WHAT IS NEEDED: Verbatim, and with nothing else, reproduce the data below from its first line through the line containing "let settings = config::Config::builder()".

*** Begin section ***

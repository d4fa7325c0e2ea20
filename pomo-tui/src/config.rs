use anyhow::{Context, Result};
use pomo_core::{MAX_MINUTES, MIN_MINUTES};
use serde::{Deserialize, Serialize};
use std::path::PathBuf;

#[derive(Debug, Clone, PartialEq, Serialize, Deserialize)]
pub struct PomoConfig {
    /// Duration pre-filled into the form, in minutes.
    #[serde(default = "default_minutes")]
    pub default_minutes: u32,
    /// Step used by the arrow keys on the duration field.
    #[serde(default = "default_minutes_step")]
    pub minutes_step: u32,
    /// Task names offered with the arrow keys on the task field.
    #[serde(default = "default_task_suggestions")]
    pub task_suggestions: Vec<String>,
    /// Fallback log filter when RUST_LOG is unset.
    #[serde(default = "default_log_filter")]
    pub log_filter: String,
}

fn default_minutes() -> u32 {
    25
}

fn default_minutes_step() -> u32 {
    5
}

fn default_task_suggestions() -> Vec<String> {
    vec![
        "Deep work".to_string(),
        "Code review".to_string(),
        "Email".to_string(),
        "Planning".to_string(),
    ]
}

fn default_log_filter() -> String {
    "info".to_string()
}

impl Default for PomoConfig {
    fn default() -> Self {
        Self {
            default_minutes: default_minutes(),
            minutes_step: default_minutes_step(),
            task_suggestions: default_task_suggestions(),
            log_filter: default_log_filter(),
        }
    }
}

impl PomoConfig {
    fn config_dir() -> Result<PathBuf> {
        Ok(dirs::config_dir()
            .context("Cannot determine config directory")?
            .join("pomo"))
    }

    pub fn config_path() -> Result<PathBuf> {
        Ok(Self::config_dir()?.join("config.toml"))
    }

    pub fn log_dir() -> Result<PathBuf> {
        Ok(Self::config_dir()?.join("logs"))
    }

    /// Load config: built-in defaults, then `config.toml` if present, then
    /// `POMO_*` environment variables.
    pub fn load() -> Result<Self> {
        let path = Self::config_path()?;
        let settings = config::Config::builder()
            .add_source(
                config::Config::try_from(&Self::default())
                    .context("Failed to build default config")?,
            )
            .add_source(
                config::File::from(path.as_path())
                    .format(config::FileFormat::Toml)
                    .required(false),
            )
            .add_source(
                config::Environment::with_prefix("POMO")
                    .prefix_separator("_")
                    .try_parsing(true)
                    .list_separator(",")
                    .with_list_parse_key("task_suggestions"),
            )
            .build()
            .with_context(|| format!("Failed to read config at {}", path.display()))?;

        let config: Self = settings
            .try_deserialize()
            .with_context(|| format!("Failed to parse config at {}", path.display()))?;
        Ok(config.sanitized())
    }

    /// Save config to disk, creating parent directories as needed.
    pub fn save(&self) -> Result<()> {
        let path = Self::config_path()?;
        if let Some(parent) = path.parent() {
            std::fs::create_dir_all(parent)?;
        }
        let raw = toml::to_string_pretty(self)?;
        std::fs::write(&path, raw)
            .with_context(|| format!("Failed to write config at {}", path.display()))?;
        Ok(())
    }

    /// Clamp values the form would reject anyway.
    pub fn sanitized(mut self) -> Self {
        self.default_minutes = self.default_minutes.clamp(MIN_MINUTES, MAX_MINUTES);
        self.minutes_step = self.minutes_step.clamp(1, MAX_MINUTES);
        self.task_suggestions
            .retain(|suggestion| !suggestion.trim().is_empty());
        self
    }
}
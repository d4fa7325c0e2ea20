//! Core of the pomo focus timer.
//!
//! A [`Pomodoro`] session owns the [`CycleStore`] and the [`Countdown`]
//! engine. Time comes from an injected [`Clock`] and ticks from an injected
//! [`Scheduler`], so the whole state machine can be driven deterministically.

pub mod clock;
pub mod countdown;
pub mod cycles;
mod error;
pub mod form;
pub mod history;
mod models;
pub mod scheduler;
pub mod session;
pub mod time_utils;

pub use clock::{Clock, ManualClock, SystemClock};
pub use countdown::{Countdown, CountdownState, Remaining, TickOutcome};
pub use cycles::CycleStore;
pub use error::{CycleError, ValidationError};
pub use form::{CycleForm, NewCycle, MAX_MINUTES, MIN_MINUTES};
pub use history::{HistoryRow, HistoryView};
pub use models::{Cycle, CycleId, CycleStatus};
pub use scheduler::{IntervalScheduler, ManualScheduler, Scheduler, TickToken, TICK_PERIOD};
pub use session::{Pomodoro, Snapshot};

*** End section ***

ANSWER FOR THE TASK:
repository d4fa7325c0e2ea20
filename pomo-tui/src/config.rs
use anyhow::{Context, Result};
use pomo_core::{MAX_MINUTES, MIN_MINUTES};
use serde::{Deserialize, Serialize};
use std::path::PathBuf;

#[derive(Debug, Clone, PartialEq, Serialize, Deserialize)]
pub struct PomoConfig {
    /// Duration pre-filled into the form, in minutes.
    #[serde(default = "default_minutes")]
    pub default_minutes: u32,
    /// Step used by the arrow keys on the duration field.
    #[serde(default = "default_minutes_step")]
    pub minutes_step: u32,
    /// Task names offered with the arrow keys on the task field.
    #[serde(default = "default_task_suggestions")]
    pub task_suggestions: Vec<String>,
    /// Fallback log filter when RUST_LOG is unset.
    #[serde(default = "default_log_filter")]
    pub log_filter: String,
}

fn default_minutes() -> u32 {
    25
}

fn default_minutes_step() -> u32 {
    5
}

fn default_task_suggestions() -> Vec<String> {
    vec![
        "Deep work".to_string(),
        "Code review".to_string(),
        "Email".to_string(),
        "Planning".to_string(),
    ]
}

fn default_log_filter() -> String {
    "info".to_string()
}

impl Default for PomoConfig {
    fn default() -> Self {
        Self {
            default_minutes: default_minutes(),
            minutes_step: default_minutes_step(),
            task_suggestions: default_task_suggestions(),
            log_filter: default_log_filter(),
        }
    }
}

impl PomoConfig {
    fn config_dir() -> Result<PathBuf> {
        Ok(dirs::config_dir()
            .context("Cannot determine config directory")?
            .join("pomo"))
    }

    pub fn config_path() -> Result<PathBuf> {
        Ok(Self::config_dir()?.join("config.toml"))
    }

    pub fn log_dir() -> Result<PathBuf> {
        Ok(Self::config_dir()?.join("logs"))
    }

    /// Load config: built-in defaults, then `config.toml` if present, then
    /// `POMO_*` environment variables.
    pub fn load() -> Result<Self> {
        let path = Self::config_path()?;
        let settings = config::Config::builder()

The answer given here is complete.